→ **What you should do**:
Check every line in the listing below for "derive". Copy the ones where it occurs.

→ **Excerpted records**:
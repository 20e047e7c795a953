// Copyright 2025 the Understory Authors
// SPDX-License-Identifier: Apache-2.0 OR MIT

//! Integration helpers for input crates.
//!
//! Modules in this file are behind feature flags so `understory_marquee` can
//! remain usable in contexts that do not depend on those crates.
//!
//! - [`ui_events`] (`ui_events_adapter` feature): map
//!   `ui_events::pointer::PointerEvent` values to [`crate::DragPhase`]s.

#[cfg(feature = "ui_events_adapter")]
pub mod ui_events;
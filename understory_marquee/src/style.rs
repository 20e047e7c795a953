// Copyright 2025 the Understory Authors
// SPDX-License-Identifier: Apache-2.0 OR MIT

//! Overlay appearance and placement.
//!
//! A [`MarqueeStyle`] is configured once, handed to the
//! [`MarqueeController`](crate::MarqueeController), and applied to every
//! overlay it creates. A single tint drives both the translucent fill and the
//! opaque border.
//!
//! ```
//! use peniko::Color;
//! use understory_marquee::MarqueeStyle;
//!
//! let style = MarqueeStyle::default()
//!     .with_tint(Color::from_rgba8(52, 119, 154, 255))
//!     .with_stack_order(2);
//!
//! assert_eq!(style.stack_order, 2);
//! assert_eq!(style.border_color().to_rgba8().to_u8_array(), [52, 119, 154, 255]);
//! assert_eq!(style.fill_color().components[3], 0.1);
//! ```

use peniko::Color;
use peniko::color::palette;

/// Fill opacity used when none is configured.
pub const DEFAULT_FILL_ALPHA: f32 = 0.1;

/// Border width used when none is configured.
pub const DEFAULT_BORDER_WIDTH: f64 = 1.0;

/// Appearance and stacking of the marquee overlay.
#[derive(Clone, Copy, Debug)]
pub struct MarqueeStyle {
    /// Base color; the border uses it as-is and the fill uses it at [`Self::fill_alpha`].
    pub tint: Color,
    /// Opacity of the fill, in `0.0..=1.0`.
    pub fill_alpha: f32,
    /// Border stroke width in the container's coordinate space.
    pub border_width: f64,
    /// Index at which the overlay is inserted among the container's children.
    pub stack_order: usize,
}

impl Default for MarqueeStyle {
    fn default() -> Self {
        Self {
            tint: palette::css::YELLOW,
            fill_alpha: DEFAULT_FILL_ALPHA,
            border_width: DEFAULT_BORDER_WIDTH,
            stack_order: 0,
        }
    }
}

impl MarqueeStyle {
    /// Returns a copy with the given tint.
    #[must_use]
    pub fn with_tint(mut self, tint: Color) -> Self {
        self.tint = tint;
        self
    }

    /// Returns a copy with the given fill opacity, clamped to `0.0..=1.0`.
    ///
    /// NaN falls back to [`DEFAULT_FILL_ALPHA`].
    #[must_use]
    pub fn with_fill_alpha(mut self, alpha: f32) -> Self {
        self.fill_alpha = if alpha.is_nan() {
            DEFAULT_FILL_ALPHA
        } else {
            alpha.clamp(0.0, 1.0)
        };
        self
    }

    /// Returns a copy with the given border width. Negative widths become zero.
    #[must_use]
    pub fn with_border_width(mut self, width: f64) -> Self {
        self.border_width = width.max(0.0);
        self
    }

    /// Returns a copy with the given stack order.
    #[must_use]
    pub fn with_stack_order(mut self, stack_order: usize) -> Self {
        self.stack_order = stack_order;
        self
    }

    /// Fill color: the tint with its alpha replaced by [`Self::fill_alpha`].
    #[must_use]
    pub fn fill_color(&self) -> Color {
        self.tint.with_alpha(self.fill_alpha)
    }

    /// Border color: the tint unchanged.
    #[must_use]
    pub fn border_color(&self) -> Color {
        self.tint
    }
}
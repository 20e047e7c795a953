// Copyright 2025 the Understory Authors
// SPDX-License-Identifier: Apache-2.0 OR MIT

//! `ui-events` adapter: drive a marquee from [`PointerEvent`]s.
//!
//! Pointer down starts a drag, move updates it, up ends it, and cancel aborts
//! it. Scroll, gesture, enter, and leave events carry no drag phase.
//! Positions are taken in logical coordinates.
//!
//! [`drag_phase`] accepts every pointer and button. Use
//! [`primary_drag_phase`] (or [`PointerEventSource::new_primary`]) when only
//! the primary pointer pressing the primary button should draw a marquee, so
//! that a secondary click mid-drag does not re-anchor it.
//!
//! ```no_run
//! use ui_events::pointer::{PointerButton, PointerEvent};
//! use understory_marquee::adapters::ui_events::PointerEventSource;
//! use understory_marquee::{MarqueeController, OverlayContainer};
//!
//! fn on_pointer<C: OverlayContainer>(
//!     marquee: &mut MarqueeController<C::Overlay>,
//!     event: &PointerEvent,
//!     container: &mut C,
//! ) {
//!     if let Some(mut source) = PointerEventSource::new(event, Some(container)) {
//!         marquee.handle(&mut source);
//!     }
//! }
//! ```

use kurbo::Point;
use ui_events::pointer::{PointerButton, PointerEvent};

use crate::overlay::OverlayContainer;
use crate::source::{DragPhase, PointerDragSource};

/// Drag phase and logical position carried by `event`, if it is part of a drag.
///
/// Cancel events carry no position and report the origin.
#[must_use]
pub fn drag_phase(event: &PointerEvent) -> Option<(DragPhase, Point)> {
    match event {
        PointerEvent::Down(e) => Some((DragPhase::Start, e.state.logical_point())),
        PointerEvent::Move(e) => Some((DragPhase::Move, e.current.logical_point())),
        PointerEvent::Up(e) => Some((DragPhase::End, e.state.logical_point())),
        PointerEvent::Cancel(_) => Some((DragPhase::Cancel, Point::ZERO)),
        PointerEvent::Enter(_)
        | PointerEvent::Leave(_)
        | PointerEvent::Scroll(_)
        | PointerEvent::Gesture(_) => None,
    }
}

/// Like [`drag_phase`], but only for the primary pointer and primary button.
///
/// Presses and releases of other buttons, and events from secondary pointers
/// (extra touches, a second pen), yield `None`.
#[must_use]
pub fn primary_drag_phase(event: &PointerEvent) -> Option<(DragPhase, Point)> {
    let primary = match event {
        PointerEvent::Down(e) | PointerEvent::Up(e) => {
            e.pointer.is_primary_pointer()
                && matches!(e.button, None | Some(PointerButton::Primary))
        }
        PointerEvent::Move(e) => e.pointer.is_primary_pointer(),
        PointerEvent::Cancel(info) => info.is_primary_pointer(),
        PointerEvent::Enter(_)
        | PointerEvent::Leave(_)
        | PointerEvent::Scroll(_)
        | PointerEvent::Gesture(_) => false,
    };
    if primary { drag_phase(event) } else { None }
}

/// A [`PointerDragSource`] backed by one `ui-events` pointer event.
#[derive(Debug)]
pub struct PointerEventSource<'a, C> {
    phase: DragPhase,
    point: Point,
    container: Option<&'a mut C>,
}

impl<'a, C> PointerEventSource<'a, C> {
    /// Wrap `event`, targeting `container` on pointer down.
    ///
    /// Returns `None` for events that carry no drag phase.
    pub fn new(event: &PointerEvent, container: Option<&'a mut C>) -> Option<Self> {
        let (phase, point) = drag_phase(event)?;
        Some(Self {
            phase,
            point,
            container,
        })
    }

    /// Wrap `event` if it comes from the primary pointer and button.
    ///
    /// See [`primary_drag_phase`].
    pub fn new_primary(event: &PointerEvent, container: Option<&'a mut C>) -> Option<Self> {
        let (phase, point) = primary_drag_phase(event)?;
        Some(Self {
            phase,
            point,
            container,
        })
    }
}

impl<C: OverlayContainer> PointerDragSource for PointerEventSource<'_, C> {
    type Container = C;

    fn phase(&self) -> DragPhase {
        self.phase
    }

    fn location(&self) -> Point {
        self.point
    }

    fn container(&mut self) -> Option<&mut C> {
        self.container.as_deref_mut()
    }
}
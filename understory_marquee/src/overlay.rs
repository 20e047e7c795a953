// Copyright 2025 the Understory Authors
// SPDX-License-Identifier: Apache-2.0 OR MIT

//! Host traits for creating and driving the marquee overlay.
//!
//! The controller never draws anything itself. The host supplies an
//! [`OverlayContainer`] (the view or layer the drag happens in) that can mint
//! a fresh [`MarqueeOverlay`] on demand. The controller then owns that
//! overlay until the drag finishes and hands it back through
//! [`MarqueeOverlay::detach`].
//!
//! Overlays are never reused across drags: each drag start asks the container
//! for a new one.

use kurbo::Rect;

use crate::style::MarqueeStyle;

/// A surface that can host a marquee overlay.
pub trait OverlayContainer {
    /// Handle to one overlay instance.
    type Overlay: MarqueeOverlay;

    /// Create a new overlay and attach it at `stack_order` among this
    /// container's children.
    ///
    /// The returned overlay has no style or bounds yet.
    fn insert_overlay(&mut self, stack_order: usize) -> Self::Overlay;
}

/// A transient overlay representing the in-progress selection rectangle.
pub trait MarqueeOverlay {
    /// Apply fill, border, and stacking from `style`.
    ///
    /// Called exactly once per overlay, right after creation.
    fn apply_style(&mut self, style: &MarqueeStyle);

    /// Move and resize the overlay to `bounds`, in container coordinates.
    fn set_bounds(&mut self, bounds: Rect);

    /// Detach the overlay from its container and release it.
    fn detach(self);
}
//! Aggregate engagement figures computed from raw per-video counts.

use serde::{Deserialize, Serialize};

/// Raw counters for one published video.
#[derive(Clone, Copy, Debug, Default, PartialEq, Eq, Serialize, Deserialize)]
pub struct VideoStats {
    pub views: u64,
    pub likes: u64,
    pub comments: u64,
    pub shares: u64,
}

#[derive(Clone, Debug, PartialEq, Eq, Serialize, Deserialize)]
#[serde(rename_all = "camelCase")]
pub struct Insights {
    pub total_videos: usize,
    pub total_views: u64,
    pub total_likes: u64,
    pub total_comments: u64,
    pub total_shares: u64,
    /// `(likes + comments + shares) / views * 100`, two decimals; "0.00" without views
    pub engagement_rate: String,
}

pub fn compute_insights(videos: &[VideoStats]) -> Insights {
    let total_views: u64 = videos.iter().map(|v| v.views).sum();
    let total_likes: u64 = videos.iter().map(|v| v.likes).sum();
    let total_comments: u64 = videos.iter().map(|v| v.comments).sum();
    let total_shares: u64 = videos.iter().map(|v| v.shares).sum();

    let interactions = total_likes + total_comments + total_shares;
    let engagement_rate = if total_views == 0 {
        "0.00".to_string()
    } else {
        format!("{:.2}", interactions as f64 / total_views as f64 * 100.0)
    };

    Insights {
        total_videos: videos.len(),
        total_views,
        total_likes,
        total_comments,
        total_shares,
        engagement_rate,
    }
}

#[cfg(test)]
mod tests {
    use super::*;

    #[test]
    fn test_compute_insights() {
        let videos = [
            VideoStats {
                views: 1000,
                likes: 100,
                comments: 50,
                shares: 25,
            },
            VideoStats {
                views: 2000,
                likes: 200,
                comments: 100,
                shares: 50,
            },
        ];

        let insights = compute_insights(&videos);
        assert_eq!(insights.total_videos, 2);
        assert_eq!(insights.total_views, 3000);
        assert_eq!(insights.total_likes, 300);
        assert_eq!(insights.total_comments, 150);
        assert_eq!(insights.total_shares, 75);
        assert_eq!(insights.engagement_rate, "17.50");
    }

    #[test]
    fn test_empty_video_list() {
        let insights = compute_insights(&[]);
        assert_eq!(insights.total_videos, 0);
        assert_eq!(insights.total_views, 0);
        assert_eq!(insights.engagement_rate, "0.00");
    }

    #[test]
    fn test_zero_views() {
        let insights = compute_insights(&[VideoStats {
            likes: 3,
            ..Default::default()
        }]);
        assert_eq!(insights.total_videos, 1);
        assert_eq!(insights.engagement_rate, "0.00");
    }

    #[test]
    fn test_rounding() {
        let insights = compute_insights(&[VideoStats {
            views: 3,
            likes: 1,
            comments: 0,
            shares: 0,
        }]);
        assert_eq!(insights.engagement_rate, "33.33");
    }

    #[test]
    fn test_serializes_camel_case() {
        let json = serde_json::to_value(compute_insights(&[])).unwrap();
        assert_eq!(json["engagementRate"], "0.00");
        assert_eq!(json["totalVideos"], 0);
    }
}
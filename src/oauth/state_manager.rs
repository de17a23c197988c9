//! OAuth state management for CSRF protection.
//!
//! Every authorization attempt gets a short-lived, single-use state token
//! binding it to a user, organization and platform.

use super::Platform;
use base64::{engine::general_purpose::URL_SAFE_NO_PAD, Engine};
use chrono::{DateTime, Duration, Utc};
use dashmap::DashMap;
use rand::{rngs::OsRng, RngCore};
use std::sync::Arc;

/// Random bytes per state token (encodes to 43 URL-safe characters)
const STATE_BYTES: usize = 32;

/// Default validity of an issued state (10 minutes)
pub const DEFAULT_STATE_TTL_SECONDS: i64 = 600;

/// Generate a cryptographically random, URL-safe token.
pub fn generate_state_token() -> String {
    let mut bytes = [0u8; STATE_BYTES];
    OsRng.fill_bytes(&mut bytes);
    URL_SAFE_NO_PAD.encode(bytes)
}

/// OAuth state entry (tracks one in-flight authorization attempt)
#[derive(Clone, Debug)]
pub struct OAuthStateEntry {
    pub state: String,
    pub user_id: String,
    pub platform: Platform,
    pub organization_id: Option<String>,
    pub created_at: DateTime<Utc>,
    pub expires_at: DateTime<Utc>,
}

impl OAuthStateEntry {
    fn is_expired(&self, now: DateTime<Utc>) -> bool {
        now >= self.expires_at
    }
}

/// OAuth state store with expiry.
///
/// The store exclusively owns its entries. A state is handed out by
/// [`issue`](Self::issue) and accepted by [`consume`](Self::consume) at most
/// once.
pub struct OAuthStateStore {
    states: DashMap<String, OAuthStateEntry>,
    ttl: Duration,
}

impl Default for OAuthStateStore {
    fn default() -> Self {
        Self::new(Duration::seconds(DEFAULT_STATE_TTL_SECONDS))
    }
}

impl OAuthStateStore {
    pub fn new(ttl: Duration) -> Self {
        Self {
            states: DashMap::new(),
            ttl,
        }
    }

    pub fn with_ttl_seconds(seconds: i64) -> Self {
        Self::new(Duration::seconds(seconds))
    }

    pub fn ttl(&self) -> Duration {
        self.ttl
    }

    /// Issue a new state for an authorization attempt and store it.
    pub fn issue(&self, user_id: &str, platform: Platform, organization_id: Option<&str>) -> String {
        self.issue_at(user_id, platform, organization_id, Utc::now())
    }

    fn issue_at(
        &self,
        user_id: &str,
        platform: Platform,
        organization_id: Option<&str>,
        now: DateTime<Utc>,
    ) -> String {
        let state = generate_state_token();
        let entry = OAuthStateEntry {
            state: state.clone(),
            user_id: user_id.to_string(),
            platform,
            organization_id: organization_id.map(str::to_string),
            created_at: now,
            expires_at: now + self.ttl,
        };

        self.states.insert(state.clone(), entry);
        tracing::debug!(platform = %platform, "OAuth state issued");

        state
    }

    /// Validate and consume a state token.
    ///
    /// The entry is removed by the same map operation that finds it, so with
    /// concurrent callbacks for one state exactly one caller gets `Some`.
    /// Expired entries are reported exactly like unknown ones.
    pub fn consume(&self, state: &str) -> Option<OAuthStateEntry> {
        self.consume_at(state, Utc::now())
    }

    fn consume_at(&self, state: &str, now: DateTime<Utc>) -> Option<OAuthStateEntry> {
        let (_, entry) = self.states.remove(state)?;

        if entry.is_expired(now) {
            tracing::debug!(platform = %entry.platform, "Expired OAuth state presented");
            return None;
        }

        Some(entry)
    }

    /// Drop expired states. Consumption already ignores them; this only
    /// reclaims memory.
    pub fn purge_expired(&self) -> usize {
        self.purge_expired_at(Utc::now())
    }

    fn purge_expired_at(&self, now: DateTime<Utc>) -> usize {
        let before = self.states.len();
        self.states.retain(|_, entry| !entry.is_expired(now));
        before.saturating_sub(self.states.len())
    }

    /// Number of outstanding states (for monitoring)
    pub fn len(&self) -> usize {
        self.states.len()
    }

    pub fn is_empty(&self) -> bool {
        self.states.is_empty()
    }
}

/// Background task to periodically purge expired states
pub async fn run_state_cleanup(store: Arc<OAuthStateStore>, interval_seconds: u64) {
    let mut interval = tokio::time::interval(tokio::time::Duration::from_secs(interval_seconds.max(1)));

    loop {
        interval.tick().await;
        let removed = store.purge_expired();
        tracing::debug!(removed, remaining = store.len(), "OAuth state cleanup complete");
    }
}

→ **Finished exercise**:
#[derive(Clone, Copy, Debug)]
#[derive(Debug)]
#[derive(Clone, Copy, Debug, Default, PartialEq, Eq, Serialize, Deserialize)]
#[derive(Clone, Debug, PartialEq, Eq, Serialize, Deserialize)]
#[derive(Clone, Debug)]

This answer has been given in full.